Interactive Reinforcement Learning for Adaptive Thermal Comfort
A. Korkusuz (TU Delft - Electrical Engineering, Mathematics and Computer Science)
L. Cavalcante Siebert – Mentor (TU Delft - Interactive Intelligence)
P. Rutgers – Mentor (Next Sense)
More Info
expand_more
Other than for strictly personal use, it is not permitted to download, forward or distribute the text or part of it, without the consent of the author(s) and/or copyright holder(s), unless the work is under an open content license such as Creative Commons.
Abstract
Designing and implementing effective systems for thermal comfort management in buildings is a complex task due to the need to account for subjective preference parameters influenced by human physiology, bias and tendencies.

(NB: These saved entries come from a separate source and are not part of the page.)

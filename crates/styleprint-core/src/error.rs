//! Error types for styleprint-core.

use thiserror::Error;

/// Errors that can occur during text analysis.
#[derive(Error, Debug)]
pub enum AnalysisError {
    /// The input text is empty or has no scorable content.
    #[error("no scorable text in input")]
    EmptyInput,
}

/// Result type alias using [`AnalysisError`].
pub type AnalysisResult<T> = Result<T, AnalysisError>;

/// Errors that can occur while building a stylometric profile.
#[derive(Error, Debug)]
pub enum ProfileError {
    /// Every supplied document was empty or whitespace-only.
    #[error("no valid documents could be analyzed")]
    NoValidDocuments,

    /// An analysis failed on the combined corpus.
    #[error(transparent)]
    Analysis(#[from] AnalysisError),
}

/// Result type alias using [`ProfileError`].
pub type ProfileResult<T> = Result<T, ProfileError>;
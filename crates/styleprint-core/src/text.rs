//! Text segmentation.
//!
//! Splits raw text into words, sentences, and paragraphs. Every analysis
//! module builds on these splits, so their rules are deliberately small and
//! fixed: whitespace tokens, terminator-run sentences, blank-line
//! paragraphs.

use regex::Regex;
use std::sync::LazyLock;

/// Regex for runs of sentence-terminating punctuation.
static TERMINATOR_PATTERN: LazyLock<Regex> =
    LazyLock::new(|| Regex::new(r"[.!?]+").expect("valid regex"));

/// Punctuation trimmed from token boundaries when normalizing vocabulary.
///
/// Narrower than "all punctuation" on purpose: apostrophes and hyphens stay
/// part of the word.
pub const BOUNDARY_PUNCTUATION: &[char] = &[
    '.', ',', '!', '?', '"', ';', ':', '(', ')', '[', ']', '{', '}',
];

/// Word, sentence, and paragraph slices of one input text.
///
/// All slices borrow from the input. Sentences keep their trailing
/// terminator run attached so callers can classify them by final character.
#[derive(Debug, Clone)]
pub struct Segmentation<'a> {
    /// Whitespace-separated tokens, in order, unmodified.
    pub words: Vec<&'a str>,
    /// Trimmed, non-empty sentences.
    pub sentences: Vec<&'a str>,
    /// Trimmed, non-empty paragraphs.
    pub paragraphs: Vec<&'a str>,
}

/// Segment text into words, sentences, and paragraphs.
///
/// Empty or whitespace-only input yields three empty sequences.
#[tracing::instrument(skip_all, fields(text_len = text.len()))]
pub fn segment(text: &str) -> Segmentation<'_> {
    Segmentation {
        words: split_words(text),
        sentences: split_sentences(text),
        paragraphs: split_paragraphs(text),
    }
}

/// Split text into raw words on Unicode whitespace.
///
/// Tokens are not lowercased and punctuation is not stripped; each
/// downstream metric applies its own normalization.
pub fn split_words(text: &str) -> Vec<&str> {
    text.split_whitespace().collect()
}

/// Split text into sentences on runs of `.`, `!`, `?`.
///
/// Each sentence spans from the end of the previous terminator run through
/// the end of its own, so `"Wait?!"` comes back as one sentence ending in
/// `!`. A run with nothing but whitespace before it (a freestanding
/// ellipsis, say) terminates no sentence and is dropped. Text after the
/// final run becomes a last, unterminated sentence.
pub fn split_sentences(text: &str) -> Vec<&str> {
    let mut sentences = Vec::new();
    let mut start = 0;

    for m in TERMINATOR_PATTERN.find_iter(text) {
        // A freestanding run terminates nothing.
        if !text[start..m.start()].trim().is_empty() {
            push_trimmed(&mut sentences, &text[start..m.end()]);
        }
        start = m.end();
    }
    push_trimmed(&mut sentences, &text[start..]);

    sentences
}

/// Split text into paragraphs (separated by blank lines).
pub fn split_paragraphs(text: &str) -> Vec<&str> {
    text.split("\n\n")
        .map(str::trim)
        .filter(|p| !p.is_empty())
        .collect()
}

/// Lower-case a token and trim boundary punctuation from both ends.
///
/// May return an empty string for tokens made entirely of boundary
/// punctuation.
pub fn normalize_token(token: &str) -> String {
    token
        .to_lowercase()
        .trim_matches(BOUNDARY_PUNCTUATION)
        .to_string()
}

fn push_trimmed<'a>(out: &mut Vec<&'a str>, piece: &'a str) {
    let trimmed = piece.trim();
    if !trimmed.is_empty() {
        out.push(trimmed);
    }
}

This research introduces a novel approach to simulating human interactions for managing thermal comfort. Stochastic simulated humans provide feedback in the form of thermostat interactions, from which their thermal comfort is inferred converting these interactions into rewards, called human rewards. Control policies are obtained from training with Human reward or PMV reward by utilizing the Proximal Policy Optimization (PPO) algorithm. It is shown that the learning process can be guided solely by human rewards. Experiment results assess the impact of this simulated human reward system on the adaptability of the reinforcement learning model for single human scenarios, also comparing back to the PMV reward case as ground truth. The policy trained with PMV reward achieves thermal control that keeps the PMV values inside the [-0.2,0.2] range, while the policy trained with the human reward achieves a range of [-0.6,0.6]. Simulating human feedback as an interaction with the thermostat, the proposed model is shown to capture a rough estimate of human thermal preference. This research paves the way for using simulated humans for interactive reinforcement learning (RL) based thermal comfort control.